Hydration Planner: How Much Water Should You Drink Per Day? (2026)

Use a hydration planner to estimate daily water needs, understand why “8 glasses” isn’t universal, and learn how activity, heat, and sodium change your target. Includes a free water intake calculator.

  • UpdatedJan 3, 2026
  • Reading time6 min read

Hydration planner: a practical daily water target (and how to adjust it)

Hydration affects training performance, digestion, and day-to-day energy. But a single rule like “8 glasses a day” doesn’t fit everyone—your needs change with body size, activity, and environment.

Quick water intake calculator

What changes your hydration needs?

Your daily target should increase when you have:

  • Higher activity (especially sweaty sessions)
  • Heat/humidity
  • High protein intake (more total food and nitrogen turnover)
  • Higher sodium loss (heavy sweaters)

It may decrease slightly when you’re less active or in cooler environments.

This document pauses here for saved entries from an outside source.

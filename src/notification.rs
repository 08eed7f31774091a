//! # Notifications
//!
//! A notification is a zone anchored to a point on a route. Entities
//! approaching the anchor fire the entry trigger, entities that just passed
//! it fire the leave trigger.
//!
//! ```text
//!        entry zone          leave zone
//!   |<-- entry -->|     |<-- near .. far -->|
//! --a-------------P-----b-------------------c-->  route position
//! ```
//!
//! Each event is suppressed while its previous firing is younger than the
//! silent period, so a vehicle lingering inside a zone fires once.

use std::fmt;
use std::sync::Arc;

use crate::direction::Direction;
use crate::error::{GeoError, Result};
use crate::pipeline::Point;
use crate::GeoPoint;

/// Which trigger of a notification fired.
#[derive(Debug, Clone, Copy, PartialEq, Eq, Hash)]
#[cfg_attr(feature = "serde", derive(serde::Serialize, serde::Deserialize))]
pub enum TriggerKind {
    Entry,
    Leave,
}

/// Everything a sink gets to see when a notification fires.
pub struct NotificationEvent<'a> {
    /// Layer the notification belongs to
    pub layer: &'a str,
    /// The notification that fired
    pub notification: &'a Notification,
    /// Previous notification in the layer for entry, next one for leave
    pub neighbour: Option<&'a Notification>,
    /// Route that owns the notification
    pub direction: &'a Direction,
    /// Ping that triggered the event
    pub point: &'a Point,
}

/// Receiver of entry/leave events, implemented by the host application.
///
/// Closures taking `(TriggerKind, &NotificationEvent)` implement it directly.
pub trait NotificationSink: Send + Sync {
    fn on_entry(&self, event: &NotificationEvent<'_>);
    fn on_leave(&self, event: &NotificationEvent<'_>);
}

impl<F> NotificationSink for F
where
    F: Fn(TriggerKind, &NotificationEvent<'_>) + Send + Sync,
{
    fn on_entry(&self, event: &NotificationEvent<'_>) {
        self(TriggerKind::Entry, event)
    }

    fn on_leave(&self, event: &NotificationEvent<'_>) {
        self(TriggerKind::Leave, event)
    }
}

/// Wrap a closure as a shareable sink.
///
/// ```rust
/// use route_notifier::notification::sink_fn;
///
/// let sink = sink_fn(|kind, event| println!("{:?} {}", kind, event.notification.id()));
/// ```
pub fn sink_fn<F>(f: F) -> Arc<dyn NotificationSink>
where
    F: Fn(TriggerKind, &NotificationEvent<'_>) + Send + Sync + 'static,
{
    Arc::new(f)
}

/// Distances (meters) around the anchor that make up the zones.
#[derive(Debug, Clone, Copy, PartialEq)]
#[cfg_attr(feature = "serde", derive(serde::Serialize, serde::Deserialize))]
pub struct NotificationZone {
    /// Distance before the anchor where the entry zone starts
    pub entry: f64,
    /// Distance past the anchor where the leave zone starts
    pub leave_near: f64,
    /// Distance past the anchor where the leave zone ends
    pub leave_far: f64,
}

impl NotificationZone {
    pub fn new(entry: f64, leave_near: f64, leave_far: f64) -> Self {
        Self { entry, leave_near, leave_far }
    }

    /// Check `entry > 0` and `0 < leave_near <= leave_far`.
    pub fn validate(&self) -> Result<()> {
        if !(self.entry > 0.0) {
            return Err(GeoError::InvalidZone(format!(
                "entry must be positive, got {}",
                self.entry
            )));
        }
        if !(self.leave_near > 0.0 && self.leave_far > 0.0) {
            return Err(GeoError::InvalidZone(format!(
                "leave interval must be positive, got ({}, {})",
                self.leave_near, self.leave_far
            )));
        }
        if self.leave_near > self.leave_far {
            return Err(GeoError::InvalidZone(format!(
                "leave interval is reversed: ({}, {})",
                self.leave_near, self.leave_far
            )));
        }
        Ok(())
    }
}

/// A zone anchor on a route with hysteretic entry/leave triggers.
#[derive(Clone)]
pub struct Notification {
    id: String,
    anchor: GeoPoint,
    position: f64,
    zone: NotificationZone,
    sink: Option<Arc<dyn NotificationSink>>,
    silent_limit: f64,
    last_enter_notified: Option<f64>,
    last_leave_notified: Option<f64>,
}

impl Notification {
    /// Create a notification at a fixed route position.
    ///
    /// `position` is the arc-length of the anchor's projection and is never
    /// recomputed.
    pub(crate) fn new(
        id: String,
        anchor: GeoPoint,
        position: f64,
        zone: NotificationZone,
        sink: Option<Arc<dyn NotificationSink>>,
        silent_limit: f64,
    ) -> Result<Self> {
        zone.validate()?;
        Ok(Self {
            id,
            anchor,
            position,
            zone,
            sink,
            silent_limit,
            last_enter_notified: None,
            last_leave_notified: None,
        })
    }

    pub fn id(&self) -> &str {
        &self.id
    }

    pub fn anchor(&self) -> &GeoPoint {
        &self.anchor
    }

    /// Route position of the anchor in meters.
    pub fn position(&self) -> f64 {
        self.position
    }

    pub fn zone(&self) -> NotificationZone {
        self.zone
    }

    pub fn silent_limit(&self) -> f64 {
        self.silent_limit
    }

    pub fn last_enter_notified(&self) -> Option<f64> {
        self.last_enter_notified
    }

    pub fn last_leave_notified(&self) -> Option<f64> {
        self.last_leave_notified
    }

    /// Whether `position` lies in `[anchor - entry, anchor]`.
    pub fn in_entry_zone(&self, position: f64) -> bool {
        self.position - self.zone.entry <= position && position <= self.position
    }

    /// Whether `position` lies in `[anchor + near, anchor + far]`.
    pub fn in_leave_zone(&self, position: f64) -> bool {
        self.position + self.zone.leave_near <= position
            && position <= self.position + self.zone.leave_far
    }

    /// Stamp the entry event at `timestamp` unless it fired within the silent
    /// period. Returns whether the trigger should fire.
    pub fn notify_entry(&mut self, timestamp: f64) -> bool {
        Self::arm(&mut self.last_enter_notified, timestamp, self.silent_limit)
    }

    /// Leave counterpart of [`Notification::notify_entry`], with its own timestamp.
    pub fn notify_leave(&mut self, timestamp: f64) -> bool {
        Self::arm(&mut self.last_leave_notified, timestamp, self.silent_limit)
    }

    fn arm(last: &mut Option<f64>, timestamp: f64, silent_limit: f64) -> bool {
        match *last {
            Some(previous) if timestamp - previous <= silent_limit => false,
            _ => {
                *last = Some(timestamp);
                true
            }
        }
    }

    /// Hand an event to the sink, if one is attached.
    pub(crate) fn fire(&self, kind: TriggerKind, event: &NotificationEvent<'_>) {
        if let Some(sink) = &self.sink {
            match kind {
                TriggerKind::Entry => sink.on_entry(event),
                TriggerKind::Leave => sink.on_leave(event),
            }
        }
    }
}

impl fmt::Debug for Notification {
    fn fmt(&self, f: &mut fmt::Formatter<'_>) -> fmt::Result {
        f.debug_struct("Notification")
            .field("id", &self.id)
            .field("anchor", &self.anchor)
            .field("position", &self.position)
            .field("zone", &self.zone)
            .field("has_sink", &self.sink.is_some())
            .field("silent_limit", &self.silent_limit)
            .field("last_enter_notified", &self.last_enter_notified)
            .field("last_leave_notified", &self.last_leave_notified)
            .finish()
    }
}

How to make hydration easier to hit

  • Start the day with a small baseline (e.g., 300–500 ml).
  • Add a “per workout” dose (e.g., 500–1,000 ml depending on sweat).
  • Use urine color as a rough feedback signal (not a diagnosis).

Common mistakes

  • Chasing a huge number immediately: build up gradually.
  • Ignoring electrolytes: very high water intake without sodium can backfire.
  • Only drinking during workouts: spread fluid across the day.